The refiner heats the furnace so that the dross may be removed from the silver or gold. It might be painful but it is necessary. The refiner knows when the work is done because he can see his face perfectly reflected as he looks at the refined metal. God is the refiner and His goal is to see a perfect image of His Son in us.

God is faithful in times of trial. Sometimes in life’s struggles everything becomes too much for us, and you may be tempted to wonder if God is really there at all. David experienced this and wrote, “You hold my eyelids open; I am so troubled that I cannot speak. Has His mercy ceased forever? Has His promise failed forevermore?” [Psalm 77:4]. But God is faithful! He promises that all our trials will be in proportion to our strength [1 Corinthians 10:13], and that He will never lay anything on us beyond our power to overcome. Even in times of trial He is there holding us, and inviting us to trust Him. Trust is so much easier when you can see, but so much more powerful when you cannot trace what God is doing. He is the dependable Rock that we can lean upon. David wrote, “When my spirit is overwhelmed within me, lead me to the Rock that is higher than I” [Psalm 61:2].

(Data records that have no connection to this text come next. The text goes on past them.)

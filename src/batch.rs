//! Record batch model for streamed dataset chunks
//!
//! A batch is one row group yielded by the backend iterator: an ordered set
//! of named columns, each either scalar (one number per row) or nested (one
//! sub-sequence per row, e.g. a per-event waveform). Missing scalar values
//! arrive as NaN and are removed at ingestion, before a batch ever reaches
//! the chunk store.

use std::io::Write;

use crate::strax::error::{Result, StraxError};

/// A single named column of a batch
#[derive(Debug, Clone, PartialEq)]
pub enum Column {
    /// One value per row
    Scalar(Vec<f64>),
    /// One sub-sequence per row; sub-sequence lengths vary freely
    Nested(Vec<Vec<f64>>),
}

impl Column {
    /// Number of rows in this column
    pub fn len(&self) -> usize {
        match self {
            Column::Scalar(values) => values.len(),
            Column::Nested(rows) => rows.len(),
        }
    }

    pub fn is_empty(&self) -> bool {
        self.len() == 0
    }

    pub fn is_scalar(&self) -> bool {
        matches!(self, Column::Scalar(_))
    }

    pub fn is_nested(&self) -> bool {
        matches!(self, Column::Nested(_))
    }
}

/// An immutable row group: ordered mapping from column name to column data
///
/// All columns have the same row count. Column order is the schema order
/// reported by the backend and is preserved for table views and selectors.
#[derive(Debug, Clone, Default, PartialEq)]
pub struct RecordBatch {
    columns: Vec<(String, Column)>,
}

impl RecordBatch {
    /// Create an empty batch
    pub fn new() -> Self {
        Self::default()
    }

    /// Build a batch from named columns, validating equal row counts
    pub fn from_columns(columns: Vec<(String, Column)>) -> Result<Self> {
        if let Some((first_name, first)) = columns.first() {
            let expected = first.len();
            for (name, column) in &columns {
                if column.len() != expected {
                    return Err(StraxError::Malformed(format!(
                        "column '{}' has {} rows, expected {} (from '{}')",
                        name,
                        column.len(),
                        expected,
                        first_name
                    )));
                }
            }
        }
        Ok(Self { columns })
    }

    /// Row count of the batch (0 for a batch with no columns)
    pub fn row_count(&self) -> usize {
        self.columns.first().map_or(0, |(_, c)| c.len())
    }

    /// Column names in schema order
    pub fn column_names(&self) -> Vec<String> {
        self.columns.iter().map(|(name, _)| name.clone()).collect()
    }

    /// Look up a column by name
    pub fn column(&self, name: &str) -> Option<&Column> {
        self.columns
            .iter()
            .find(|(n, _)| n == name)
            .map(|(_, c)| c)
    }

    /// Iterate columns in schema order
    pub fn columns(&self) -> impl Iterator<Item = (&str, &Column)> {
        self.columns.iter().map(|(n, c)| (n.as_str(), c))
    }

    /// Remove every row with a missing value in any scalar column
    ///
    /// Missing means NaN. Nested cells are never considered missing, which
    /// matches how the upstream pipeline treats array-valued cells. The
    /// any-row policy is lossy; partial rows are not recoverable downstream.
    pub fn drop_missing_rows(&self) -> RecordBatch {
        let n = self.row_count();
        let mut keep = vec![true; n];
        for (_, column) in &self.columns {
            if let Column::Scalar(values) = column {
                for (i, v) in values.iter().enumerate() {
                    if v.is_nan() {
                        keep[i] = false;
                    }
                }
            }
        }

        let columns = self
            .columns
            .iter()
            .map(|(name, column)| {
                let filtered = match column {
                    Column::Scalar(values) => Column::Scalar(
                        values
                            .iter()
                            .zip(&keep)
                            .filter(|(_, k)| **k)
                            .map(|(v, _)| *v)
                            .collect(),
                    ),
                    Column::Nested(rows) => Column::Nested(
                        rows.iter()
                            .zip(&keep)
                            .filter(|(_, k)| **k)
                            .map(|(r, _)| r.clone())
                            .collect(),
                    ),
                };
                (name.clone(), filtered)
            })
            .collect();

        RecordBatch { columns }
    }

    /// Append the derived columns computed at ingestion
    ///
    /// For every nested column `c`: `mean(c)` and `std(c)` (row-wise
    /// aggregates) and `index(c)` (a 0..len index sequence per row). A
    /// batch-wide `_index` column carries the row ordinal. Existing names
    /// are left untouched, so a second pass adds nothing.
    pub fn with_derived_columns(mut self) -> RecordBatch {
        let nested: Vec<(String, Vec<Vec<f64>>)> = self
            .columns
            .iter()
            .filter_map(|(name, column)| match column {
                Column::Nested(rows) => Some((name.clone(), rows.clone())),
                Column::Scalar(_) => None,
            })
            .collect();

        for (name, rows) in nested {
            let mean_name = format!("mean({})", name);
            let std_name = format!("std({})", name);
            let index_name = format!("index({})", name);

            if self.column(&mean_name).is_none() {
                let means = rows.iter().map(|r| mean(r)).collect();
                self.columns.push((mean_name, Column::Scalar(means)));
            }
            if self.column(&std_name).is_none() {
                let stds = rows.iter().map(|r| std(r)).collect();
                self.columns.push((std_name, Column::Scalar(stds)));
            }
            if self.column(&index_name).is_none() {
                let indices = rows
                    .iter()
                    .map(|r| (0..r.len()).map(|i| i as f64).collect())
                    .collect();
                self.columns.push((index_name, Column::Nested(indices)));
            }
        }

        if self.column("_index").is_none() {
            let ordinals = (0..self.row_count()).map(|i| i as f64).collect();
            self.columns
                .push(("_index".to_string(), Column::Scalar(ordinals)));
        }

        self
    }

    /// Full ingestion step applied to every raw batch from the backend
    pub fn ingest(&self) -> RecordBatch {
        self.drop_missing_rows().with_derived_columns()
    }

    /// Write the batch as CSV, nested cells space-separated within a field
    pub fn write_csv<W: Write>(&self, writer: W) -> csv::Result<()> {
        let mut out = csv::Writer::from_writer(writer);
        out.write_record(self.columns.iter().map(|(name, _)| name.as_str()))?;
        for row in 0..self.row_count() {
            let record: Vec<String> = self
                .columns
                .iter()
                .map(|(_, column)| match column {
                    Column::Scalar(values) => values[row].to_string(),
                    Column::Nested(rows) => rows[row]
                        .iter()
                        .map(|v| v.to_string())
                        .collect::<Vec<_>>()
                        .join(" "),
                })
                .collect();
            out.write_record(&record)?;
        }
        out.flush()?;
        Ok(())
    }
}

fn mean(values: &[f64]) -> f64 {
    if values.is_empty() {
        return f64::NAN;
    }
    values.iter().sum::<f64>() / values.len() as f64
}

/// Population standard deviation
fn std(values: &[f64]) -> f64 {
    if values.is_empty() {
        return f64::NAN;
    }
    let m = mean(values);
    let var = values.iter().map(|v| (v - m) * (v - m)).sum::<f64>() / values.len() as f64;
    var.sqrt()
}

#[cfg(test)]
mod tests {
    use super::*;

    fn waveform_batch() -> RecordBatch {
        RecordBatch::from_columns(vec![
            (
                "area".to_string(),
                Column::Scalar(vec![1.0, f64::NAN, 3.0, 4.0]),
            ),
            (
                "wave".to_string(),
                Column::Nested(vec![
                    vec![0.0, 1.0, 2.0],
                    vec![5.0],
                    vec![2.0, 2.0],
                    vec![1.0, 3.0, 5.0, 7.0],
                ]),
            ),
        ])
        .unwrap()
    }

    #[test]
    fn test_from_columns_rejects_ragged_batches() {
        let result = RecordBatch::from_columns(vec![
            ("a".to_string(), Column::Scalar(vec![1.0, 2.0])),
            ("b".to_string(), Column::Scalar(vec![1.0])),
        ]);
        assert!(matches!(result, Err(StraxError::Malformed(_))));
    }

    #[test]
    fn test_drop_missing_rows_any_policy() {
        let dropped = waveform_batch().drop_missing_rows();
        assert_eq!(dropped.row_count(), 3);
        match dropped.column("area") {
            Some(Column::Scalar(values)) => {
                assert_eq!(values, &vec![1.0, 3.0, 4.0]);
                assert!(values.iter().all(|v| !v.is_nan()));
            }
            other => panic!("unexpected column: {:?}", other),
        }
        // Idempotent: a second drop removes nothing
        assert_eq!(dropped.drop_missing_rows().row_count(), 3);
    }

    #[test]
    fn test_nested_cells_are_not_missing() {
        let batch = RecordBatch::from_columns(vec![(
            "wave".to_string(),
            Column::Nested(vec![vec![f64::NAN], vec![1.0]]),
        )])
        .unwrap();
        assert_eq!(batch.drop_missing_rows().row_count(), 2);
    }

    #[test]
    fn test_derived_columns() {
        let ingested = waveform_batch().ingest();
        assert_eq!(ingested.row_count(), 3);

        let means = match ingested.column("mean(wave)") {
            Some(Column::Scalar(values)) => values.clone(),
            other => panic!("unexpected column: {:?}", other),
        };
        assert_eq!(means.len(), ingested.row_count());
        assert_eq!(means[0], 1.0);
        assert_eq!(means[1], 2.0);
        assert_eq!(means[2], 4.0);

        match ingested.column("std(wave)") {
            Some(Column::Scalar(values)) => {
                assert_eq!(values.len(), ingested.row_count());
                assert!((values[0] - (2.0f64 / 3.0).sqrt()).abs() < 1e-12);
            }
            other => panic!("unexpected column: {:?}", other),
        }

        let wave_rows = match ingested.column("wave") {
            Some(Column::Nested(rows)) => rows.clone(),
            other => panic!("unexpected column: {:?}", other),
        };
        match ingested.column("index(wave)") {
            Some(Column::Nested(rows)) => {
                for (indices, data) in rows.iter().zip(&wave_rows) {
                    assert_eq!(indices.len(), data.len());
                    assert_eq!(indices.first().copied(), Some(0.0));
                    assert_eq!(indices.last().copied(), Some(data.len() as f64 - 1.0));
                }
            }
            other => panic!("unexpected column: {:?}", other),
        }

        match ingested.column("_index") {
            Some(Column::Scalar(values)) => assert_eq!(values, &vec![0.0, 1.0, 2.0]),
            other => panic!("unexpected column: {:?}", other),
        }
    }

    #[test]
    fn test_derived_columns_computed_once() {
        let ingested = waveform_batch().ingest();
        let twice = ingested.clone().with_derived_columns();
        assert_eq!(twice.column_names(), ingested.column_names());
    }

    #[test]
    fn test_write_csv() {
        let batch = RecordBatch::from_columns(vec![
            ("x".to_string(), Column::Scalar(vec![1.0, 2.5])),
            (
                "wave".to_string(),
                Column::Nested(vec![vec![1.0, 2.0], vec![3.0]]),
            ),
        ])
        .unwrap();

        let mut buffer = Vec::new();
        batch.write_csv(&mut buffer).unwrap();
        let text = String::from_utf8(buffer).unwrap();
        let lines: Vec<&str> = text.lines().collect();
        assert_eq!(lines[0], "x,wave");
        assert_eq!(lines[1], "1,1 2");
        assert_eq!(lines[2], "2.5,3");
    }
}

Will you thank God today for His faithfulness [a] in forgiving you when you confess your sins [b] in working in your life to make you holy, and [c] for being with you and holding you firm in times of trial?

Why not write a prayer of thankfulness to God for His faithfulness to you and then use this prayer each day until thanking God for His faithfulness becomes a life-style?



Bible Reading: Acts 11:19-26

Billy Graham has beautifully defined goodness in the following way:

“The word good in the language of Scripture literally means ‘to be like God’, because He alone is the One who is perfectly good. It is one thing however, to have high ethical standards but quite another for the Holy Spirit to produce the goodness that has its depths in the Godhead. The meaning here is more than just ‘doing good’. Goodness goes far deeper. Goodness is love in action. It carries with it not only the idea of righteousness imputed, but righteousness demonstrated in everyday living by the Holy Spirit. It is doing good out of a good heart, to please God, without expecting medals and rewards. Christ wants this kind of goodness to be the way of life for every Christian.”

We read in the book of Acts about Barnabas. Barnabas was a member of the early Church in Jerusalem following the day of Pentecost. He was a man full of the Holy Spirit and of faith, and specifically called “a good man” [Acts 11:24]. Three qualities in the life of Barnabas help us to understand the meaning of goodness:

Firstly, he was a generous man. The Bible says that he sold a piece of land and brought the money to the apostles in order to bless those who were in need [Acts 4:37].

Secondly, he was a man of attractive holiness. A synonym of the Greek word “agathos” translated as “good” is the word “kalos” meaning “attractiveness” or “excellence”. Genuine holiness is attractive. The attractive goodness of Barnabas caused a great number of people to be added to the Lord. This kind of holy living is totally radical and in no way religious. It is based in reality – there is nothing artificial or superficial about it, and it is built on a relationship with God, not a set of rules.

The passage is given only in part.